---- DATA FOR THE TASK

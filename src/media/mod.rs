//! Probing, filter graph construction and the mix itself

pub mod filter;
pub mod probe;
pub mod synth;
//! Shared error types.
//!
//! Two categories flow through the crate:
//! - Recoverable per-call errors (see [`crate::validation::RequestError`]),
//!   returned as values and rendered as 4xx responses.
//! - [`FatalError`]: broken caller preconditions. These abort the current
//!   request only and are turned into a 500 at the recovery boundary
//!   (`http::recovery`).

use thiserror::Error;

/// Precondition violations raised by programmer or configuration mistakes.
///
/// Never retried and never silently defaulted.
#[derive(Debug, Clone, PartialEq, Eq, Error)]
pub enum FatalError {
    /// A caller passed an argument that breaks the operation's contract.
    #[error("invalid argument: {0}")]
    InvalidArgument(&'static str),

    /// Neither a custom nor a wildcard representation was configured.
    #[error("negotiation config is invalid")]
    InvalidNegotiation,
}

/// Classification tag carried by error envelopes.
#[derive(Debug, Clone, Copy, PartialEq, Eq)]
pub enum ErrorKind {
    /// Request body failed to bind or validate.
    Bind,
}

impl ErrorKind {
    pub fn as_str(&self) -> &'static str {
        match self {
            ErrorKind::Bind => "bind",
        }
    }
}

#[cfg(test)]
mod tests {
    use super::*;

    #[test]
    fn test_negotiation_message() {
        assert_eq!(
            FatalError::InvalidNegotiation.to_string(),
            "negotiation config is invalid"
        );
    }

    #[test]
    fn test_invalid_argument_message() {
        let err = FatalError::InvalidArgument("string must not be empty");
        assert_eq!(err.to_string(), "invalid argument: string must not be empty");
    }
}
//! Content negotiation through the HTTP stack.

use axum::body::Body;
use axum::http::{Request, StatusCode};

use routekit::negotiation::Format;
use routekit::{AppServer, ServerConfig};

mod common;

fn status_request(accept: Option<&str>) -> Request<Body> {
    let mut builder = Request::get("/api/status");
    if let Some(accept) = accept {
        builder = builder.header("accept", accept);
    }
    builder.body(Body::empty()).unwrap()
}

#[tokio::test]
async fn test_status_defaults_to_first_offered_format() {
    let res = common::send(common::default_router(), status_request(None)).await;
    assert_eq!(res.status, StatusCode::OK);
    assert_eq!(res.content_type(), "application/json");

    let json = res.json();
    assert_eq!(json["status"], "operational");
    assert_eq!(json["base_path"], "/api");
}

#[tokio::test]
async fn test_status_as_xml() {
    let res = common::send(
        common::default_router(),
        status_request(Some("text/html;q=0.9, application/xml")),
    )
    .await;
    assert_eq!(res.status, StatusCode::OK);
    assert_eq!(res.content_type(), "application/xml");
    assert!(res.body.starts_with("<map><version>"));
    assert!(res.body.contains("<status>operational</status>"));
}

#[tokio::test]
async fn test_status_plain_uses_custom_data() {
    let res = common::send(common::default_router(), status_request(Some("text/plain"))).await;
    assert_eq!(res.status, StatusCode::OK);
    assert!(res.body.starts_with("routekit "));
    assert!(res.body.ends_with(" operational"));
}

#[tokio::test]
async fn test_status_not_acceptable() {
    let res = common::send(common::default_router(), status_request(Some("image/png"))).await;
    assert_eq!(res.status, StatusCode::NOT_ACCEPTABLE);
}

#[tokio::test]
async fn test_offered_formats_follow_config() {
    let mut config = ServerConfig::default();
    config.routes.base_path = "/v2/".to_string();
    config.negotiation.offered_formats = vec![Format::Plain.media_type().to_string()];
    let router = AppServer::new(&config).router();

    let res = common::send(
        router.clone(),
        Request::get("/v2/status").body(Body::empty()).unwrap(),
    )
    .await;
    assert_eq!(res.status, StatusCode::OK);
    assert_eq!(res.content_type(), "text/plain");

    let res = common::send(
        router,
        Request::get("/v2/status")
            .header("accept", "application/json")
            .body(Body::empty())
            .unwrap(),
    )
    .await;
    assert_eq!(res.status, StatusCode::NOT_ACCEPTABLE);
}

#[tokio::test]
async fn test_request_id_is_assigned_and_propagated() {
    let res = common::send(common::default_router(), status_request(None)).await;
    assert!(res.headers.contains_key("x-request-id"));

    let res = common::send(
        common::default_router(),
        Request::get("/api/status")
            .header("x-request-id", "client-42")
            .body(Body::empty())
            .unwrap(),
    )
    .await;
    assert_eq!(res.headers["x-request-id"], "client-42");
}
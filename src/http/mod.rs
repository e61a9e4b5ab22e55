//! HTTP protocol handling subsystem.
//!
//! # Data Flow
//! ```text
//! TCP connection
//!     → server.rs (Axum setup, middleware stack)
//!     → request.rs (request ID)
//!     → recovery.rs (per-request boundary: fatal errors and panics → 500)
//!     → handlers.rs (negotiate / bind + aggregate)
//!     → Send to client
//! ```

pub mod handlers;
pub mod recovery;
pub mod request;
pub mod server;

pub use recovery::{error_format, error_response, with_recovery};
pub use request::{MakeRequestUuidV4, X_REQUEST_ID};
pub use server::{AppServer, AppState};
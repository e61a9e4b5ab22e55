//! Configuration validation.
//!
//! # Responsibilities
//! - Semantic validation (serde handles syntactic)
//! - Validate value ranges and formats
//!
//! # Design Decisions
//! - Returns all validation errors, not just the first
//! - Pure function: `&ServerConfig → Result<(), Vec<ValidationError>>`
//! - Runs before the config is accepted by the server

use std::net::SocketAddr;

use thiserror::Error;

use crate::config::schema::ServerConfig;
use crate::negotiation::Format;

/// A single semantic problem in the configuration.
#[derive(Debug, Clone, PartialEq, Eq, Error)]
pub enum ValidationError {
    #[error("listener.bind_address {0:?} is not a socket address")]
    BindAddress(String),

    #[error("routes.base_path {0:?} must start with '/'")]
    BasePath(String),

    #[error("negotiation.offered_formats must not be empty")]
    NoOfferedFormats,

    #[error("negotiation.offered_formats contains unknown media type {0:?}")]
    UnknownFormat(String),

    #[error("timeouts.request_secs must be greater than 0")]
    ZeroTimeout,
}

pub fn validate_config(config: &ServerConfig) -> Result<(), Vec<ValidationError>> {
    let mut errors = Vec::new();

    if config.listener.bind_address.parse::<SocketAddr>().is_err() {
        errors.push(ValidationError::BindAddress(config.listener.bind_address.clone()));
    }

    if !config.routes.base_path.starts_with('/') {
        errors.push(ValidationError::BasePath(config.routes.base_path.clone()));
    }

    if config.negotiation.offered_formats.is_empty() {
        errors.push(ValidationError::NoOfferedFormats);
    }
    for media_type in &config.negotiation.offered_formats {
        if Format::from_media_type(media_type).is_none() {
            errors.push(ValidationError::UnknownFormat(media_type.clone()));
        }
    }

    if config.timeouts.request_secs == 0 {
        errors.push(ValidationError::ZeroTimeout);
    }

    if errors.is_empty() {
        Ok(())
    } else {
        Err(errors)
    }
}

--------

## EXERCISE PROMPT
Copy each line in the entries above where the word "crate" shows up.

## RESPONSE TO THIS EXERCISE
//! Two categories flow through the crate:
//! - Recoverable per-call errors (see [`crate::validation::RequestError`]),
use crate::config::schema::ServerConfig;
use crate::negotiation::Format;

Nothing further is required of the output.